Tout corps opaque, réduit en lame mince, laisse passer à travers sa substance des rayons d’une certaine espèce, et réfléchit les autres rayons ; or si la lumière était renvoyée par les corps, tous les rayons qui tombent également sur ces lames seraient réfléchis sur ces lames. Enfin nous verrons que jamais si étonnant paradoxe n’a été prouvé en plus de manières. Commençons donc par nous familiariser avec ces vérités.
1° Cette lumière, qu’on croit réfléchie par la surface solide des corps, rejaillit en effet sans avoir touché à cette surface.
2° La lumière n’est point renvoyée de derrière un miroir par la surface solide du vif-argent ; mais elle est renvoyée du sein des pores du miroir, et des pores du vif-argent même.
3° Il ne faut point, comme on l’a pensé jusqu’à présent, que les pores de ce vif-argent soient très-petits pour réfléchir la lumière ; au contraire, il faut qu’ils soient larges.
Ce sera encore un nouveau sujet de surprise, pour ceux qui n’ont pas étudié cette philosophie, d’entendre dire que le secret de rendre un corps opaque est souvent d’élargir ses pores, et que le moyen de le rendre transparent est de les étrécir. L’ordre de la nature paraîtra tout changé en apparence : ce qui semblait devoir faire l’opacité est précisément ce qui opérera la transparence ; et ce qui paraissait rendre les corps transparents sera ce qui les rendra opaques. Cependant rien n’est si vrai, et l’expérience la plus grossière le démontre.
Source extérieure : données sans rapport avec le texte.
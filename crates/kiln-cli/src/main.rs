//! Kiln CLI entry point.
//!
//! Parses arguments, initializes logging and dispatches to the commands.

use clap::Parser;
use kiln_cli::{cli, commands, error, logger, ui};
use miette::Result;

fn main() -> Result<()> {
    let args = cli::Cli::parse();

    logger::init_logger(args.verbose, args.quiet, args.no_color);
    ui::init_colors(args.no_color);

    let result = match args.command {
        cli::Command::Inspect(inspect_args) => commands::inspect_execute(inspect_args),
        cli::Command::Check(check_args) => commands::check_execute(check_args),
    };

    result.map_err(error::cli_error_to_miette)
}
//! Command-line interface definition.
//!
//! - `kiln inspect` - Compose the configuration and print or write it
//! - `kiln check` - Validate the project layout against the composed configuration

use clap::{Args, Parser, Subcommand};
use std::path::PathBuf;

/// Kiln - build configuration composer
#[derive(Parser, Debug)]
#[command(
    name = "kiln",
    version,
    about = "Compose bundler configuration for front-end projects",
    long_about = "Kiln reads kiln.toml, the alias file and KILN_* environment variables\n\
                  and composes the configuration handed to the bundler."
)]
pub struct Cli {
    /// Enable verbose logging (debug level)
    #[arg(short, long, global = true)]
    pub verbose: bool,

    /// Suppress all output except errors
    #[arg(short, long, global = true, conflicts_with = "verbose")]
    pub quiet: bool,

    /// Disable colored output
    #[arg(long, global = true)]
    pub no_color: bool,

    #[command(subcommand)]
    pub command: Command,
}

#[derive(Subcommand, Debug)]
pub enum Command {
    /// Print the composed bundler configuration as JSON
    ///
    /// The production overlay is applied when KILN_PRODUCTION (or
    /// NODE_ENV=production) is set, or when --production is passed.
    Inspect(InspectArgs),

    /// Validate settings, aliases and the entry point
    Check(CheckArgs),
}

#[derive(Args, Debug)]
pub struct InspectArgs {
    /// Project root
    #[arg(long, default_value = ".", value_name = "DIR")]
    pub root: PathBuf,

    /// Apply the production overlay regardless of the environment
    #[arg(long)]
    pub production: bool,

    /// Write the configuration to a file instead of stdout
    #[arg(short, long, value_name = "FILE")]
    pub out: Option<PathBuf>,
}

#[derive(Args, Debug)]
pub struct CheckArgs {
    /// Project root
    #[arg(long, default_value = ".", value_name = "DIR")]
    pub root: PathBuf,
}
use std::path::PathBuf;

use indexmap::IndexMap;
use serde::Serialize;
use serde_json::Value;

/// Plugin entry of a [`BuildConfig`](super::BuildConfig).
///
/// Descriptors are plain data. All variants except `LoggingAdapter` are
/// executed by the external bundler; see [`crate::plugins::instantiate`] for
/// the in-process side.
#[derive(Debug, Clone, PartialEq, Serialize)]
#[serde(tag = "plugin", rename_all = "kebab-case")]
pub enum PluginDescriptor {
    BundleAnalyzer(AnalyzerOptions),
    DefineConstants(DefineOptions),
    Linter(LinterOptions),
    LiveReloadProxy(LiveReloadOptions),
    LoggingAdapter(LoggingOptions),
    Minifier(MinifierOptions),
}

impl PluginDescriptor {
    pub fn name(&self) -> &'static str {
        match self {
            PluginDescriptor::BundleAnalyzer(_) => "bundle-analyzer",
            PluginDescriptor::DefineConstants(_) => "define-constants",
            PluginDescriptor::Linter(_) => "linter",
            PluginDescriptor::LiveReloadProxy(_) => "live-reload-proxy",
            PluginDescriptor::LoggingAdapter(_) => "logging",
            PluginDescriptor::Minifier(_) => "minifier",
        }
    }

    pub fn is_bundle_analyzer(&self) -> bool {
        matches!(self, PluginDescriptor::BundleAnalyzer(_))
    }
}

#[derive(Debug, Clone, Copy, PartialEq, Eq, Default, Serialize)]
#[serde(rename_all = "lowercase")]
pub enum AnalyzerMode {
    /// Serve the interactive report over HTTP
    #[default]
    Server,
    /// Write a static HTML report next to the bundle
    Static,
}

#[derive(Debug, Clone, Default, PartialEq, Eq, Serialize)]
#[serde(rename_all = "camelCase")]
pub struct AnalyzerOptions {
    pub analyzer_mode: AnalyzerMode,
}

/// Build-time constants replaced in application code
#[derive(Debug, Clone, Default, PartialEq, Serialize)]
pub struct DefineOptions {
    pub constants: IndexMap<String, Value>,
}

impl DefineOptions {
    pub fn with(mut self, name: impl Into<String>, value: impl Into<Value>) -> Self {
        self.constants.insert(name.into(), value.into());
        self
    }
}

#[derive(Debug, Clone, PartialEq, Eq, Serialize)]
#[serde(rename_all = "camelCase")]
pub struct LinterOptions {
    pub extensions: Vec<String>,
    /// Only lint modules that changed since the last compilation
    pub lint_dirty_modules_only: bool,
    pub override_config_file: PathBuf,
}

/// Live-reload proxy sitting in front of the dev server
#[derive(Debug, Clone, PartialEq, Eq, Serialize)]
#[serde(rename_all = "camelCase")]
pub struct LiveReloadOptions {
    pub host: String,
    pub port: u16,
    /// Upstream dev-server URL
    pub proxy: String,
    pub open: bool,
    pub log_level: String,
    pub ui_port: u16,
    pub plugins: Vec<PathBuf>,
    /// Let the bundler trigger reloads itself (the proxy plugins do it instead)
    pub reload: bool,
}

#[derive(Debug, Clone, PartialEq, Eq, Serialize)]
#[serde(rename_all = "camelCase")]
pub struct LoggingOptions {
    pub proxy_url: String,
    pub ui_url: String,
    pub dev_server_url: String,
    /// Infrastructure log source whose output is swallowed
    pub suppressed_log_source: String,
}

#[derive(Debug, Clone, Copy, PartialEq, Eq, Serialize)]
#[serde(rename_all = "camelCase")]
pub struct MinifierOptions {
    pub extract_comments: bool,
    /// Allow renaming of top-level bindings
    pub toplevel: bool,
    /// Compression passes
    pub passes: u32,
}

impl MinifierOptions {
    /// Settings used for production bundles.
    pub fn aggressive() -> Self {
        Self {
            extract_comments: false,
            toplevel: true,
            passes: 10,
        }
    }
}
//! Pluggable config validation strategies
//!
//! Separates filesystem validation (for CLI use) from schema validation.

use crate::build::{BuildConfig, PluginDescriptor};
use crate::error::{ConfigError, Result};

/// Trait for pluggable config validation strategies
pub trait ConfigValidator {
    fn validate(&self, config: &BuildConfig) -> Result<()>;
}

/// Schema-only validation (no filesystem checks)
pub struct SchemaValidator;

impl ConfigValidator for SchemaValidator {
    fn validate(&self, config: &BuildConfig) -> Result<()> {
        for ext in &config.resolve.extensions {
            if ext.len() < 2 || !ext.starts_with('.') {
                return Err(ConfigError::Validation {
                    message: format!("invalid resolve extension '{}'", ext),
                    hint: Some("Extensions must start with a dot, e.g. \".ts\"".to_string()),
                });
            }
        }

        let dev_port = config.dev_server.port;
        let proxy = config.plugins.iter().find_map(|p| match p {
            PluginDescriptor::LiveReloadProxy(options) => Some(options),
            _ => None,
        });

        let mut ports = vec![("dev server", dev_port)];
        if let Some(proxy) = proxy {
            ports.push(("live reload proxy", proxy.port));
            ports.push(("proxy ui", proxy.ui_port));
        }

        for (i, (name, port)) in ports.iter().enumerate() {
            if *port == 0 {
                return Err(ConfigError::Validation {
                    message: format!("{} port cannot be 0", name),
                    hint: Some("Pick a fixed port in [ports] of kiln.toml".to_string()),
                });
            }
            if let Some((other, _)) = ports[..i].iter().find(|(_, p)| p == port) {
                return Err(ConfigError::Validation {
                    message: format!("{} and {} both use port {}", other, name, port),
                    hint: Some(
                        "The proxy, the dev server and the proxy ui need distinct ports"
                            .to_string(),
                    ),
                });
            }
        }

        Ok(())
    }
}

/// Filesystem validator (for CLI use)
///
/// Runs the schema checks, then verifies that the entry point and every
/// alias target exist on disk.
pub struct FsValidator;

impl ConfigValidator for FsValidator {
    fn validate(&self, config: &BuildConfig) -> Result<()> {
        SchemaValidator.validate(config)?;

        if !config.entry.exists() {
            return Err(ConfigError::EntryNotFound {
                path: config.entry.clone(),
            });
        }

        for (alias, path) in &config.resolve.alias {
            if !path.exists() {
                return Err(ConfigError::AliasTargetNotFound {
                    alias: alias.clone(),
                    path: path.clone(),
                });
            }
        }

        Ok(())
    }
}

/// Convenience function for schema-only validation
pub fn validate_schema(config: &BuildConfig) -> Result<()> {
    SchemaValidator.validate(config)
}

/// Convenience function for filesystem validation
pub fn validate_fs(config: &BuildConfig) -> Result<()> {
    FsValidator.validate(config)
}

#[cfg(test)]
mod tests {
    use super::*;
    use crate::settings::Ports;
    use crate::{AliasMap, Composer, EnvironmentFlags, ProjectRoot, ProjectSettings};

    fn config_with(settings: ProjectSettings) -> BuildConfig {
        let root = ProjectRoot::new("/proj").unwrap();
        Composer::new(root, AliasMap::new(), EnvironmentFlags::default(), settings).compose()
    }

    #[test]
    fn default_config_passes_schema() {
        assert!(validate_schema(&config_with(ProjectSettings::default())).is_ok());
    }

    #[test]
    fn rejects_extension_without_dot() {
        let settings = ProjectSettings {
            extensions: vec!["ts".to_string()],
            ..ProjectSettings::default()
        };
        let err = validate_schema(&config_with(settings)).unwrap_err();
        assert!(matches!(err, ConfigError::Validation { .. }));
    }

    #[test]
    fn rejects_shared_ports() {
        let settings = ProjectSettings {
            ports: Ports {
                proxy: 3000,
                dev_server: 3000,
                ui: 3001,
            },
            ..ProjectSettings::default()
        };
        let err = validate_schema(&config_with(settings)).unwrap_err();
        assert!(err.to_string().contains("port 3000"));
    }

    #[test]
    fn fs_validator_reports_missing_entry() {
        let err = validate_fs(&config_with(ProjectSettings::default())).unwrap_err();
        assert!(matches!(err, ConfigError::EntryNotFound { .. }));
    }
}
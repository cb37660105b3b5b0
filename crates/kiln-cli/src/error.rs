//! Error handling for the Kiln CLI.
//!
//! Library errors are wrapped in [`CliError`] and turned into miette reports
//! at the binary edge.

use std::path::PathBuf;

use miette::Report;
use thiserror::Error;

pub type Result<T> = std::result::Result<T, CliError>;

#[derive(Debug, Error)]
pub enum CliError {
    /// Settings, alias file, environment or validation failures
    #[error("Configuration error: {0}")]
    Config(#[from] kiln_config::ConfigError),

    /// Failed to write the composed configuration
    #[error("Failed to write {}: {source}", path.display())]
    Write {
        path: PathBuf,
        source: std::io::Error,
    },

    #[error("JSON error: {0}")]
    Json(#[from] serde_json::Error),

    #[error("I/O error: {0}")]
    Io(#[from] std::io::Error),
}

/// Convert CliError to miette Report
pub fn cli_error_to_miette(err: CliError) -> Report {
    match err {
        CliError::Config(kiln_config::ConfigError::AliasFileNotFound { path }) => {
            miette::miette!(
                help = "Create it or point `alias_file` in kiln.toml at the right place",
                "Alias file not found: {}",
                path.display()
            )
        }
        CliError::Config(kiln_config::ConfigError::Validation {
            message,
            hint: Some(hint),
        }) => miette::miette!(help = hint, "Invalid configuration: {}", message),
        _ => miette::miette!("{}", err),
    }
}

#[cfg(test)]
mod tests {
    use super::*;

    #[test]
    fn config_errors_convert() {
        let err: CliError = kiln_config::ConfigError::Environment("bad".into()).into();
        assert!(matches!(err, CliError::Config(_)));
        assert!(err.to_string().contains("invalid environment: bad"));
    }

    #[test]
    fn alias_file_report_mentions_path() {
        let err = CliError::Config(kiln_config::ConfigError::AliasFileNotFound {
            path: PathBuf::from("/proj/config/alias.json"),
        });
        let report = cli_error_to_miette(err);
        assert!(report.to_string().contains("/proj/config/alias.json"));
    }
}
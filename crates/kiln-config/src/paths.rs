//! Lexical path resolution against the project root.
//!
//! Nothing in here touches the filesystem: paths are joined and normalized
//! (`.` and `..` collapsed) purely as strings.

use std::path::{Path, PathBuf};

use path_clean::PathClean;
use serde::Serialize;

/// Resolve `segment` against `root` and normalize the result.
///
/// An absolute `segment` is returned normalized and otherwise unchanged, so
/// resolving an already resolved path is a no-op.
///
/// # Example
///
/// ```
/// use kiln_config::resolve;
/// use std::path::Path;
///
/// assert_eq!(resolve("/proj", "src/../lib"), Path::new("/proj/lib"));
/// assert_eq!(resolve("/proj", "/abs/dir"), Path::new("/abs/dir"));
/// ```
pub fn resolve(root: impl AsRef<Path>, segment: impl AsRef<Path>) -> PathBuf {
    let segment = segment.as_ref();
    if segment.is_absolute() {
        segment.clean()
    } else {
        root.as_ref().join(segment).clean()
    }
}

/// Absolute project root every other path is derived from.
#[derive(Debug, Clone, PartialEq, Eq, Serialize)]
pub struct ProjectRoot(PathBuf);

impl ProjectRoot {
    /// Make `root` absolute against the current directory.
    ///
    /// Fails only when the current directory cannot be determined.
    pub fn new(root: impl AsRef<Path>) -> std::io::Result<Self> {
        let root = root.as_ref();
        if root.is_absolute() {
            return Ok(Self(root.clean()));
        }
        Ok(Self(std::path::absolute(root)?.clean()))
    }

    pub fn path(&self) -> &Path {
        &self.0
    }

    pub fn resolve(&self, segment: impl AsRef<Path>) -> PathBuf {
        resolve(&self.0, segment)
    }
}

impl AsRef<Path> for ProjectRoot {
    fn as_ref(&self) -> &Path {
        &self.0
    }
}

/// Well-known project locations.
#[derive(Debug, Clone, PartialEq, Eq, Serialize)]
#[serde(rename_all = "camelCase")]
pub struct PathSet {
    pub source_dir: PathBuf,
    pub output_dir: PathBuf,
    pub cache_dir: PathBuf,
    pub lint_config_path: PathBuf,
    pub type_config_path: PathBuf,
}

impl PathSet {
    pub fn from_root(root: &ProjectRoot) -> Self {
        Self {
            source_dir: root.resolve("src"),
            output_dir: root.resolve("out"),
            cache_dir: root.resolve("node_modules/.cache/kiln"),
            lint_config_path: root.resolve(".eslintrc.js"),
            type_config_path: root.resolve("tsconfig.json"),
        }
    }
}

#[cfg(test)]
mod tests {
    use super::*;

    #[test]
    fn resolve_joins_relative_segments() {
        assert_eq!(resolve("/proj", "src/app"), PathBuf::from("/proj/src/app"));
    }

    #[test]
    fn resolve_collapses_dot_segments() {
        assert_eq!(
            resolve("/proj", "./src/../lib/./x"),
            PathBuf::from("/proj/lib/x")
        );
    }

    #[test]
    fn resolve_is_idempotent_on_absolute_paths() {
        let once = resolve("/proj", "src/app");
        assert_eq!(resolve("/elsewhere", &once), once);
    }

    #[test]
    fn project_root_absolutizes_relative_input() {
        let root = ProjectRoot::new("some/project").unwrap();
        assert!(root.path().is_absolute());
        assert!(root.path().ends_with("some/project"));
    }

    #[test]
    fn path_set_is_derived_from_root() {
        let root = ProjectRoot::new("/proj").unwrap();
        let paths = PathSet::from_root(&root);
        assert_eq!(paths.source_dir, PathBuf::from("/proj/src"));
        assert_eq!(paths.output_dir, PathBuf::from("/proj/out"));
        assert_eq!(
            paths.cache_dir,
            PathBuf::from("/proj/node_modules/.cache/kiln")
        );
        assert_eq!(paths.lint_config_path, PathBuf::from("/proj/.eslintrc.js"));
        assert_eq!(paths.type_config_path, PathBuf::from("/proj/tsconfig.json"));
    }
}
Un papier sec, dont les pores sont très-larges, est opaque : nul rayon de lumière ne le traverse ; étrécissez ses pores en l’imbibant, ou d’eau ou d’huile, il devient transparent ; la même chose arrive au linge, au sel.
Il est bon d’apprendre au public qu’un homme qui a écrit depuis peu contre ces vérités, avec beaucoup plus de hauteur et de mépris que de connaissance, avait voulu railler Newton sur ces découvertes. Si le secret, dit-il, de rendre un corps transparent est d’étrécir ses pores, il faudra donc rendre les fenêtres plus petites pour avoir plus de jour dans sa chambre, etc. Je réponds qu’il est bien indécent de faire le plaisant quand on prétend parler en philosophe, et que de tourner Newton en ridicule est une entreprise trop forte ; je réponds surtout que ce plaisant devait songer qu’il est très-vrai que de larges ouvertures dont le jour serait intercepté ne rendraient pas de lumière ; et qu’un corps mince, percé d’une infinité de petits trous exposés au soleil, nous éclaire beaucoup. Le papier huilé, le linge mouillé, par exemple, sont des corps minces, dont l’huile ou l’eau ont rétréci et rectifié les pores, et la lumière passe à travers de ces pores rendus plus droits ; mais elle ne passera point à travers les plus grands cribles qui se croiseront et qui intercepteront les rayons.
Il faudrait, avant que de prendre le ton railleur, être bien sûr qu’on a raison ; et lorsqu’on est assuré enfin d’avoir raison, il ne faut point railler.
Revenons, et résumons qu’il y a donc des principes ignorés qui opèrent ces merveilles, des causes qui font rejaillir la lumière avant qu’elle ait touché une surface, qui la renvoient des pores du corps transparent, qui la ramènent du milieu même du vide ; nous sommes invinciblement obligés d’admettre ces faits, quelle qu’en puisse être la cause.
Étudions donc les autres mystères de la lumière, et voyons si de ces effets surprenants on remonte jusqu’à quelque principe incontestable, qu’il faille admettre aussi bien que ces effets mêmes.